Filter the listing below, please, and copy only the lines with the word "warn".

◆ LISTED RECORDS ◆
=======

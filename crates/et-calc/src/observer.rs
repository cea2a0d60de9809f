//! Rendering callbacks for the submission pipeline.

use crate::{AutofillState, CalculationResult, SubmitError};

/// Callbacks invoked by [`Calculator::submit`][crate::Calculator::submit].
///
/// All methods have default no-op implementations so implementors only need
/// to override what they render.  Exactly one of `on_result` / `on_rejected`
/// is called per submission.
///
/// # Example: console printer
///
/// ```rust,ignore
/// struct Printer;
///
/// impl ResultObserver for Printer {
///     fn on_result(&mut self, r: &CalculationResult) {
///         println!("{} kg CO₂", r.emission);
///     }
/// }
/// ```
pub trait ResultObserver {
    /// Called after the distance field state is decided, before validation.
    fn on_autofill(&mut self, _state: &AutofillState) {}

    /// Called with the finished result.
    fn on_result(&mut self, _result: &CalculationResult) {}

    /// Called when the submission produced no result.
    fn on_rejected(&mut self, _error: &SubmitError) {}
}

/// A [`ResultObserver`] that does nothing.
pub struct NoopObserver;

impl ResultObserver for NoopObserver {}
//! The request orchestrator.

use std::time::Duration;

use log::{debug, warn};

use et_core::TransportMode;
use et_emission::EmissionEngine;
use et_routes::{DistanceResolver, RouteIndex};

use crate::autofill::{AutofillState, autofill};
use crate::{
    CalcResult, CalculationRequest, CalculationResult, RawForm, ResultObserver, SubmissionGate,
    SubmitError,
};

/// Validates requests, runs the [`EmissionEngine`], and assembles
/// [`CalculationResult`]s.
///
/// # Type parameter
///
/// `R` resolves distances for autofill (default: [`RouteIndex`]).
/// [`compute`][Self::compute] never consults it: a request's distance is
/// trusted once validated.
///
/// Build with [`CalculatorBuilder`][crate::CalculatorBuilder].
#[derive(Debug)]
pub struct Calculator<R: DistanceResolver = RouteIndex> {
    pub(crate) engine:            EmissionEngine,
    pub(crate) resolver:          R,
    pub(crate) gate:              SubmissionGate,
    pub(crate) simulated_latency: Duration,
}

impl<R: DistanceResolver> Calculator<R> {
    pub fn engine(&self) -> &EmissionEngine {
        &self.engine
    }

    pub fn resolver(&self) -> &R {
        &self.resolver
    }

    /// `true` while a [`submit`][Self::submit] call is in progress.
    pub fn is_pending(&self) -> bool {
        self.gate.is_pending()
    }

    // ── Core contract ─────────────────────────────────────────────────────

    /// Validate `request` and compute every figure for it.
    ///
    /// Identical requests give identical results; nothing is cached.  On a
    /// validation failure no computation happens at all.
    pub fn compute(&self, request: &CalculationRequest) -> CalcResult<CalculationResult> {
        let mode = request.validate()?;
        let distance_km = request.distance_km;
        let engine = &self.engine;

        let emission     = engine.emission(distance_km, mode);
        let car_baseline = engine.emission(distance_km, TransportMode::BASELINE);
        let savings      = engine.savings(emission, car_baseline);
        let comparison   = engine.all_modes_comparison(distance_km);
        let credits      = engine.carbon_credits(emission);
        let price        = engine.credit_price_estimate(credits);

        debug!(
            "{} -> {}: {distance_km} km by {mode} = {emission} kg CO2 ({credits} credits)",
            request.origin.trim(),
            request.destination.trim(),
        );

        Ok(CalculationResult {
            origin:                   request.origin.trim().to_owned(),
            destination:              request.destination.trim().to_owned(),
            distance_km,
            mode,
            manual_distance_override: request.manual_distance_override,
            emission,
            car_baseline,
            savings,
            comparison,
            credits,
            price,
        })
    }

    // ── Form pipeline ─────────────────────────────────────────────────────

    /// Distance field state for the given names.
    pub fn autofill(&self, origin: &str, destination: &str, manual: bool) -> AutofillState {
        autofill(&self.resolver, origin, destination, manual)
    }

    /// Parse `form` and fill in the distance from the route table unless the
    /// user chose manual entry.
    pub fn prepare(&self, form: &RawForm) -> Result<CalculationRequest, SubmitError> {
        self.prepare_with(form, |_| {})
    }

    fn prepare_with(
        &self,
        form:        &RawForm,
        mut notify:  impl FnMut(&AutofillState),
    ) -> Result<CalculationRequest, SubmitError> {
        let mut request = form.to_request();
        let state = self.autofill(
            &request.origin,
            &request.destination,
            request.manual_distance_override,
        );
        notify(&state);

        match state {
            AutofillState::Resolved(km) => request.distance_km = km,
            AutofillState::NotFound => {
                return Err(SubmitError::RouteNotFound {
                    origin:      request.origin,
                    destination: request.destination,
                });
            }
            // Blank names are reported by validation.
            AutofillState::Manual | AutofillState::Incomplete => {}
        }
        Ok(request)
    }

    /// Run one user submission end to end and report it to `observer`.
    ///
    /// Refused with [`SubmitError::Pending`] if another submission on this
    /// calculator has not finished.  Input is validated before the simulated
    /// latency so bad input is reported immediately.
    pub fn submit<O: ResultObserver + ?Sized>(
        &self,
        form:     &RawForm,
        observer: &mut O,
    ) -> Result<CalculationResult, SubmitError> {
        let outcome = self.submit_gated(form, observer);
        match &outcome {
            Ok(result) => observer.on_result(result),
            Err(e) => {
                warn!("submission rejected: {e}");
                observer.on_rejected(e);
            }
        }
        outcome
    }

    fn submit_gated<O: ResultObserver + ?Sized>(
        &self,
        form:     &RawForm,
        observer: &mut O,
    ) -> Result<CalculationResult, SubmitError> {
        let Some(_guard) = self.gate.try_begin() else {
            return Err(SubmitError::Pending);
        };

        let request = self.prepare_with(form, |state| observer.on_autofill(state))?;
        request.validate()?;

        if !self.simulated_latency.is_zero() {
            std::thread::sleep(self.simulated_latency);
        }

        Ok(self.compute(&request)?)
    }
}
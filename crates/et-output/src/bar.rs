//! Comparison bar geometry.
//!
//! Each mode's bar is scaled against the largest emission in the table, so
//! the worst mode always fills the bar.

/// Colour band of a comparison bar.
#[derive(Debug, Clone, Copy, PartialEq, Eq)]
pub enum BarColor {
    Green,
    Amber,
    Red,
}

impl BarColor {
    /// Band for a bar `width_pct` wide: ≤ 25 green, ≤ 75 amber, else red.
    pub fn for_width(width_pct: f64) -> Self {
        if width_pct <= 25.0 {
            BarColor::Green
        } else if width_pct <= 75.0 {
            BarColor::Amber
        } else {
            BarColor::Red
        }
    }

    pub fn hex(self) -> &'static str {
        match self {
            BarColor::Green => "#10b981",
            BarColor::Amber => "#f59e0b",
            BarColor::Red   => "#ef4444",
        }
    }
}

/// Bar width in percent of the widest bar.  `0` when every mode emits
/// nothing.
pub fn bar_width(emission: f64, max_emission: f64) -> f64 {
    if max_emission > 0.0 {
        (emission / max_emission * 100.0).min(100.0)
    } else {
        0.0
    }
}
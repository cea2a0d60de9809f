//! Compiled-in table of Brazilian intercity road distances.
//!
//! `(origin, destination, distance_km)`.  Each pair is listed once; lookups
//! are bidirectional so the reverse direction is implied.

pub const BRAZIL_ROUTES: &[(&str, &str, f64)] = &[
    ("Curitiba, PR", "Sinop, MT", 2340.0),

    // Sudeste
    ("São Paulo, SP", "Rio de Janeiro, RJ", 430.0),
    ("São Paulo, SP", "Belo Horizonte, MG", 586.0),
    ("São Paulo, SP", "Brasília, DF", 1015.0),
    ("São Paulo, SP", "Campinas, SP", 95.0),
    ("São Paulo, SP", "Santos, SP", 72.0),
    ("São Paulo, SP", "Curitiba, PR", 408.0),
    ("Rio de Janeiro, RJ", "Niterói, RJ", 13.0),
    ("Rio de Janeiro, RJ", "Belo Horizonte, MG", 434.0),
    ("Rio de Janeiro, RJ", "Vitória, ES", 521.0),
    ("Belo Horizonte, MG", "Ouro Preto, MG", 100.0),
    ("Vitória, ES", "Vila Velha, ES", 12.0),

    // Sul
    ("Curitiba, PR", "Florianópolis, SC", 300.0),
    ("Curitiba, PR", "Porto Alegre, RS", 711.0),
    ("Curitiba, PR", "Foz do Iguaçu, PR", 637.0),
    ("Florianópolis, SC", "Porto Alegre, RS", 476.0),
    ("Porto Alegre, RS", "Gramado, RS", 103.0),

    // Centro-Oeste
    ("Brasília, DF", "Goiânia, GO", 209.0),
    ("Goiânia, GO", "Cuiabá, MT", 934.0),
    ("Campo Grande, MS", "Cuiabá, MT", 694.0),

    // Nordeste e Norte
    ("Salvador, BA", "Aracaju, SE", 356.0),
    ("Salvador, BA", "Recife, PE", 805.0),
    ("Recife, PE", "Maceió, AL", 257.0),
    ("Recife, PE", "Natal, RN", 286.0),
    ("Fortaleza, CE", "Natal, RN", 537.0),
    ("Manaus, AM", "Boa Vista, RR", 785.0),
    ("Belém, PA", "São Luís, MA", 806.0),
];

=======

◆ THE COMPLETED TASK ◆
use log::{debug, warn};
                warn!("submission rejected: {e}");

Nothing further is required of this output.